Innovate UK‘s NRN is focusing on software, facilities, and infrastructure for unmanned aerial vehicles through the three-year, £9 million ($13.6 million) Growing Autonomous Mission Management Applications (GAMMA) program.
Partners include the North West Aerospace Alliance, BAE Systems, the National Nuclear Laboratories, the Lancashire County Council, and the Regional Growth Fund. Academic partners include universities in Lancaster, Liverpool, Manchester, and Salford.
“GAMMA provides SMEs with funding and practical technology support, enabling them to develop their intellectual property into a successful business,” said David Bailey, chair of the GAMMA steering committee and CEO of the North West Aerospace Alliance.
The market for robotics could reach £70 billion ($106 billion) by 2020, according to the Department for Business, Innovation, and Skills.

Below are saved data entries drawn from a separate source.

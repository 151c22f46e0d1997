//! Site build command.

use std::fs;
use std::path::{Path, PathBuf};

use anyhow::Result;
use serde::Deserialize;

use persona_site::{SiteBuilder, SiteConfig};

/// Configuration file structure (site.toml).
#[derive(Debug, Deserialize, Default)]
struct ConfigFile {
    #[serde(default)]
    site: SiteSection,
    #[serde(default)]
    build: BuildSection,
}

#[derive(Debug, Deserialize)]
struct SiteSection {
    #[serde(default = "default_title")]
    title: String,
    #[serde(default = "default_description")]
    description: String,
    #[serde(default = "default_url")]
    url: String,
}

#[derive(Debug, Deserialize)]
struct BuildSection {
    #[serde(default = "default_content")]
    content: String,
    #[serde(default = "default_output")]
    output: String,
    /// Optional directory of template overrides
    templates: Option<String>,
    #[serde(default = "default_minify")]
    minify: bool,
}

impl Default for SiteSection {
    fn default() -> Self {
        Self {
            title: default_title(),
            description: default_description(),
            url: default_url(),
        }
    }
}

impl Default for BuildSection {
    fn default() -> Self {
        Self {
            content: default_content(),
            output: default_output(),
            templates: None,
            minify: default_minify(),
        }
    }
}

fn default_title() -> String {
    "persona".to_string()
}
fn default_description() -> String {
    "An AI assistant's notes on code, data & consciousness".to_string()
}
fn default_url() -> String {
    "https://persona.example".to_string()
}
fn default_content() -> String {
    "content".to_string()
}
fn default_output() -> String {
    "public".to_string()
}
fn default_minify() -> bool {
    true
}

/// Load configuration from site.toml if it exists.
/// Returns an error if the config file exists but is malformed.
fn load_config(path: &Path) -> Result<ConfigFile> {
    if path.exists() {
        let content = fs::read_to_string(path)
            .map_err(|e| anyhow::anyhow!("Failed to read {}: {}", path.display(), e))?;
        let config: ConfigFile = toml::from_str(&content)
            .map_err(|e| anyhow::anyhow!("Failed to parse {}: {}", path.display(), e))?;
        tracing::info!("Loaded config from {}", path.display());
        return Ok(config);
    }
    Ok(ConfigFile::default())
}

/// Run the build command.
pub fn run(config_path: &Path, output: Option<PathBuf>, minify: Option<bool>) -> Result<()> {
    tracing::info!("Building site...");

    let file_config = load_config(config_path)?;

    let config = SiteConfig {
        content_dir: PathBuf::from(&file_config.build.content),
        output_dir: output.unwrap_or_else(|| PathBuf::from(&file_config.build.output)),
        base_url: file_config.site.url,
        title: file_config.site.title,
        description: file_config.site.description,
        templates_dir: file_config.build.templates.map(PathBuf::from),
        minify: minify.unwrap_or(file_config.build.minify),
    };

    let report = SiteBuilder::new(config)?.build()?;

    tracing::info!(
        "Built {} pages in {}ms -> {}",
        report.pages,
        report.duration_ms,
        report.output_dir.display()
    );

    if !report.is_success() {
        for failure in &report.failures {
            tracing::error!("{}", failure);
        }
        anyhow::bail!(
            "{} content file(s) failed to build",
            report.failures.len()
        );
    }

    Ok(())
}

#[cfg(test)]
mod tests {
    use super::*;
    use tempfile::tempdir;

    #[test]
    fn missing_config_file_uses_defaults() {
        let config = load_config(Path::new("/nonexistent/site.toml")).unwrap();

        assert_eq!(config.build.content, "content");
        assert_eq!(config.build.output, "public");
        assert!(config.build.minify);
    }

    #[test]
    fn config_file_overrides_defaults() {
        let temp = tempdir().unwrap();
        let path = temp.path().join("site.toml");
        fs::write(
            &path,
            "[site]\ntitle = \"mybot\"\nurl = \"https://mybot.example\"\n\n[build]\noutput = \"dist\"\n",
        )
        .unwrap();

        let config = load_config(&path).unwrap();

        assert_eq!(config.site.title, "mybot");
        assert_eq!(config.site.url, "https://mybot.example");
        assert_eq!(config.build.output, "dist");
        // Unset keys keep their defaults
        assert_eq!(config.build.content, "content");
    }

    #[test]
    fn malformed_config_file_is_an_error() {
        let temp = tempdir().unwrap();
        let path = temp.path().join("site.toml");
        fs::write(&path, "not [valid toml").unwrap();

        assert!(load_config(&path).is_err());
    }
}
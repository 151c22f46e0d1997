//! Content directory loading.

use std::collections::HashSet;
use std::fs;
use std::path::{Path, PathBuf};

use walkdir::WalkDir;

use crate::document::{ContentError, ContentItem};
use crate::slug::slug_from_filename;

/// One file that failed to load, with the reason.
#[derive(Debug)]
pub struct LoadFailure {
    /// Source file path
    pub path: PathBuf,

    /// What was wrong with it
    pub error: ContentError,
}

impl std::fmt::Display for LoadFailure {
    fn fmt(&self, f: &mut std::fmt::Formatter<'_>) -> std::fmt::Result {
        write!(f, "{}: {}", self.path.display(), self.error)
    }
}

/// Result of loading a content directory.
///
/// A malformed file lands in `failures` and never aborts the load; callers
/// decide whether any failure makes the overall run unsuccessful.
#[derive(Debug, Default)]
pub struct LoadOutcome {
    /// Successfully validated, publishable items
    pub items: Vec<ContentItem>,

    /// Per-file failures
    pub failures: Vec<LoadFailure>,

    /// Number of drafts skipped
    pub drafts_skipped: usize,
}

/// Load every markdown file under `content_dir`.
///
/// The section of an item is its parent directory relative to the content
/// root (`content/posts/x.md` → section `posts`). Slugs must be unique across
/// the whole site; a second file claiming a taken slug fails that file.
pub fn load_content(content_dir: &Path) -> Result<LoadOutcome, std::io::Error> {
    if !content_dir.exists() {
        return Err(std::io::Error::new(
            std::io::ErrorKind::NotFound,
            format!("content directory not found: {}", content_dir.display()),
        ));
    }

    let mut outcome = LoadOutcome::default();
    let mut seen_slugs: HashSet<String> = HashSet::new();

    for entry in WalkDir::new(content_dir)
        .follow_links(true)
        .sort_by_file_name()
        .into_iter()
        .filter_map(|e| e.ok())
    {
        let path = entry.path();

        if !path.is_file() {
            continue;
        }

        let ext = path.extension().and_then(|e| e.to_str()).unwrap_or("");
        if ext != "md" {
            continue;
        }

        match load_one(path, content_dir, &mut seen_slugs) {
            Ok(Some(item)) => outcome.items.push(item),
            Ok(None) => {
                tracing::debug!("Skipping draft: {}", path.display());
                outcome.drafts_skipped += 1;
            }
            Err(error) => {
                tracing::warn!("Skipping {}: {}", path.display(), error);
                outcome.failures.push(LoadFailure {
                    path: path.to_path_buf(),
                    error,
                });
            }
        }
    }

    Ok(outcome)
}

fn load_one(
    path: &Path,
    content_dir: &Path,
    seen_slugs: &mut HashSet<String>,
) -> Result<Option<ContentItem>, ContentError> {
    let source = fs::read_to_string(path)?;

    let slug = slug_from_filename(path);
    let section = section_of(path, content_dir);

    let item = ContentItem::parse(&source, slug, section)?;

    if item.draft {
        return Ok(None);
    }

    if !seen_slugs.insert(item.output_stem()) {
        return Err(ContentError::DuplicateSlug {
            slug: item.slug.clone(),
        });
    }

    Ok(Some(item))
}

/// Parent directory of a file relative to the content root, as the section.
fn section_of(path: &Path, content_dir: &Path) -> String {
    path.strip_prefix(content_dir)
        .ok()
        .and_then(|rel| rel.parent())
        .map(|p| p.to_string_lossy().replace('\\', "/"))
        .unwrap_or_default()
}

#[cfg(test)]
mod tests {
    use super::*;
    use tempfile::tempdir;

    fn write(dir: &Path, rel: &str, content: &str) {
        let path = dir.join(rel);
        fs::create_dir_all(path.parent().unwrap()).unwrap();
        fs::write(path, content).unwrap();
    }

    #[test]
    fn loads_items_across_sections() {
        let temp = tempdir().unwrap();
        write(
            temp.path(),
            "posts/first.md",
            "---\ntitle: First\ndate: 2026-02-14\n---\nbody one",
        );
        write(
            temp.path(),
            "about.md",
            "---\ntitle: About\ndate: 2026-01-01\n---\nbody two",
        );

        let outcome = load_content(temp.path()).unwrap();

        assert_eq!(outcome.items.len(), 2);
        assert!(outcome.failures.is_empty());

        let first = outcome.items.iter().find(|i| i.slug == "first").unwrap();
        assert_eq!(first.section, "posts");

        let about = outcome.items.iter().find(|i| i.slug == "about").unwrap();
        assert_eq!(about.section, "");
    }

    #[test]
    fn malformed_file_fails_alone() {
        let temp = tempdir().unwrap();
        write(
            temp.path(),
            "posts/good.md",
            "---\ntitle: Good\ndate: 2026-02-14\n---\nok",
        );
        write(temp.path(), "posts/bad.md", "---\ntitle: No Date\n---\nnope");

        let outcome = load_content(temp.path()).unwrap();

        assert_eq!(outcome.items.len(), 1);
        assert_eq!(outcome.items[0].slug, "good");
        assert_eq!(outcome.failures.len(), 1);
        assert!(outcome.failures[0].path.ends_with("posts/bad.md"));
        assert!(matches!(
            outcome.failures[0].error,
            ContentError::MissingField { field: "date" }
        ));
    }

    #[test]
    fn duplicate_slug_fails_later_file() {
        let temp = tempdir().unwrap();
        write(
            temp.path(),
            "posts/echo.md",
            "---\ntitle: Echo\ndate: 2026-02-14\n---\none",
        );
        // Same stem after slug sanitation
        write(
            temp.path(),
            "posts/echo .md",
            "---\ntitle: Echo Too\ndate: 2026-02-15\n---\ntwo",
        );

        let outcome = load_content(temp.path()).unwrap();

        assert_eq!(outcome.items.len(), 1);
        assert_eq!(outcome.failures.len(), 1);
        assert!(matches!(
            outcome.failures[0].error,
            ContentError::DuplicateSlug { .. }
        ));
    }

    #[test]
    fn drafts_are_skipped_silently() {
        let temp = tempdir().unwrap();
        write(
            temp.path(),
            "posts/wip.md",
            "---\ntitle: WIP\ndate: 2026-02-14\ndraft: true\n---\nnot yet",
        );

        let outcome = load_content(temp.path()).unwrap();

        assert!(outcome.items.is_empty());
        assert!(outcome.failures.is_empty());
        assert_eq!(outcome.drafts_skipped, 1);
    }

    #[test]
    fn missing_directory_is_an_io_error() {
        let missing = PathBuf::from("/definitely/not/here");
        assert!(load_content(&missing).is_err());
    }

    #[test]
    fn non_markdown_files_are_ignored() {
        let temp = tempdir().unwrap();
        write(temp.path(), "posts/notes.txt", "not content");

        let outcome = load_content(temp.path()).unwrap();

        assert!(outcome.items.is_empty());
        assert!(outcome.failures.is_empty());
    }
}
//! The site builder: load, render, assemble, write.

use std::fs;
use std::path::{Path, PathBuf};
use std::time::Instant;

use rayon::prelude::*;

use persona_content::{load_content, LoadFailure};

use crate::assets::AssetPipeline;
use crate::discovery::build_discovery;
use crate::feed::{build_feed, FeedError};
use crate::index::SiteIndex;
use crate::pages;
use crate::render::render_page;
use crate::sitemap::{build_robots, build_sitemap};
use crate::templates::{TemplateEngine, TemplateError};

/// Configuration for building the site.
#[derive(Debug, Clone)]
pub struct SiteConfig {
    /// Source content directory
    pub content_dir: PathBuf,

    /// Output directory
    pub output_dir: PathBuf,

    /// Absolute site URL, no trailing slash required
    pub base_url: String,

    /// Site title
    pub title: String,

    /// Site description (hero tagline, feed description)
    pub description: String,

    /// Optional directory of template overrides
    pub templates_dir: Option<PathBuf>,

    /// Minify the emitted stylesheet
    pub minify: bool,
}

impl Default for SiteConfig {
    fn default() -> Self {
        Self {
            content_dir: PathBuf::from("content"),
            output_dir: PathBuf::from("public"),
            base_url: "https://persona.example".to_string(),
            title: "persona".to_string(),
            description: "An AI assistant's notes on code, data & consciousness".to_string(),
            templates_dir: None,
            minify: true,
        }
    }
}

/// Result of a build.
///
/// Per-file content failures are carried here rather than as an error: the
/// build finishes everything it can, and the caller turns a non-empty
/// failure list into a non-zero outcome.
#[derive(Debug)]
pub struct BuildReport {
    /// Pages generated from content items (each is an HTML/markdown pair)
    pub pages: usize,

    /// Content files that failed to load
    pub failures: Vec<LoadFailure>,

    /// Drafts skipped
    pub drafts_skipped: usize,

    /// Total build time in milliseconds
    pub duration_ms: u64,

    /// Output directory
    pub output_dir: PathBuf,
}

impl BuildReport {
    pub fn is_success(&self) -> bool {
        self.failures.is_empty()
    }
}

/// Errors that abort a build.
#[derive(Debug, thiserror::Error)]
pub enum BuildError {
    #[error("failed to read content: {0}")]
    Content(String),

    #[error(transparent)]
    Template(#[from] TemplateError),

    #[error(transparent)]
    Feed(#[from] FeedError),

    #[error("failed to write {path}: {source}")]
    Write {
        path: PathBuf,
        source: std::io::Error,
    },
}

/// Static site builder.
#[derive(Debug)]
pub struct SiteBuilder {
    config: SiteConfig,
    engine: TemplateEngine,
}

impl SiteBuilder {
    /// Create a builder, loading template overrides if configured. A missing
    /// template file fails here: nothing can render without the chrome.
    pub fn new(config: SiteConfig) -> Result<Self, BuildError> {
        let engine = match &config.templates_dir {
            Some(dir) => TemplateEngine::from_dir(dir, &config.title, &config.description)?,
            None => TemplateEngine::new(&config.title, &config.description)?,
        };

        Ok(Self { config, engine })
    }

    /// Build the whole site.
    ///
    /// Items render independently; the aggregates are derived afterwards
    /// from the one sorted index so the discovery doc, feed, and sitemap
    /// always describe the same page set.
    pub fn build(&self) -> Result<BuildReport, BuildError> {
        let start = Instant::now();
        let out = &self.config.output_dir;

        fs::create_dir_all(out).map_err(|source| BuildError::Write {
            path: out.clone(),
            source,
        })?;

        let outcome = load_content(&self.config.content_dir)
            .map_err(|e| BuildError::Content(e.to_string()))?;

        // Render and write every item's output pair. Item order does not
        // matter here; the aggregates below apply the final sort.
        outcome
            .items
            .par_iter()
            .map(|item| {
                let page = render_page(&self.engine, &self.config.base_url, item)?;

                write_file(&out.join(item.html_path()), &page.html)?;
                write_file(&out.join(item.md_path()), &page.markdown)?;

                Ok(())
            })
            .collect::<Result<Vec<()>, BuildError>>()?;

        let index = SiteIndex::from_items(&outcome.items, &self.config.base_url);

        write_file(&out.join("index.html"), &pages::render_home(&self.engine, &index)?)?;
        write_file(&out.join("demos.html"), &pages::render_demos(&self.engine)?)?;
        write_file(
            &out.join("llms.txt"),
            &build_discovery(&self.config.title, &self.config.description, &index),
        )?;
        write_file(
            &out.join("rss.xml"),
            &build_feed(
                &self.config.title,
                &self.config.description,
                &self.config.base_url,
                &index,
            )?,
        )?;
        write_file(
            &out.join("sitemap.xml"),
            &build_sitemap(&self.config.base_url, &index),
        )?;
        write_file(&out.join("robots.txt"), &build_robots(&self.config.base_url))?;

        self.write_assets()?;

        let report = BuildReport {
            pages: outcome.items.len(),
            failures: outcome.failures,
            drafts_skipped: outcome.drafts_skipped,
            duration_ms: start.elapsed().as_millis() as u64,
            output_dir: out.clone(),
        };

        tracing::info!(
            "Built {} pages ({} failed, {} drafts) in {}ms",
            report.pages,
            report.failures.len(),
            report.drafts_skipped,
            report.duration_ms
        );

        Ok(report)
    }

    fn write_assets(&self) -> Result<(), BuildError> {
        let css = AssetPipeline::site_css();
        let css = if self.config.minify {
            match AssetPipeline::minify_css(&css) {
                Ok(minified) => minified,
                Err(e) => {
                    tracing::warn!("CSS minification failed, writing unminified: {}", e);
                    css
                }
            }
        } else {
            css
        };

        write_file(&self.config.output_dir.join("assets/site.css"), &css)
    }
}

/// Write one output file, creating parent directories. Any failure is fatal
/// to the build; partially written output is left in place.
fn write_file(path: &Path, contents: &str) -> Result<(), BuildError> {
    if let Some(parent) = path.parent() {
        fs::create_dir_all(parent).map_err(|source| BuildError::Write {
            path: parent.to_path_buf(),
            source,
        })?;
    }

    fs::write(path, contents).map_err(|source| BuildError::Write {
        path: path.to_path_buf(),
        source,
    })
}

The network will eventually expand to include more stakeholders, including national laboratories in the U.K. and international collaborators in both academia and industry. There is also strong involvement and support from major industrial partners and the London Science Museum, as well as professional bodies such as the Royal Academy of Engineering, the Institution of Engineering and Technology, and the Institution of Mechanical Engineers (IMechE).
UK-RAS was formed by universities that undertake “substantial activity in robotics,” explained Tony Prescott, professor of cognitive neuroscience at the University of Sheffield and director of Sheffield Robotics.
The ultimate goal is to expand the network to include all British universities that have activities in robotics and to become “the lead organization representing academic research in robotics and autonomous systems in the U.K.,” he said.
UK-RAS engages robotics stakeholders
The network has an important mission of “bringing together the views and interests of the end users, industry, and academia,” said Sethu Vijayakuma, professor of robotics at the University of Edinburgh and director of the Edinburgh Centre for Robotics.
“It represents a large cross-section of expertise in academia, covering robotics research on land, underwater, and in flying domains,” with the goal of synchronizing industrial demand with training at academic institutions, he explained.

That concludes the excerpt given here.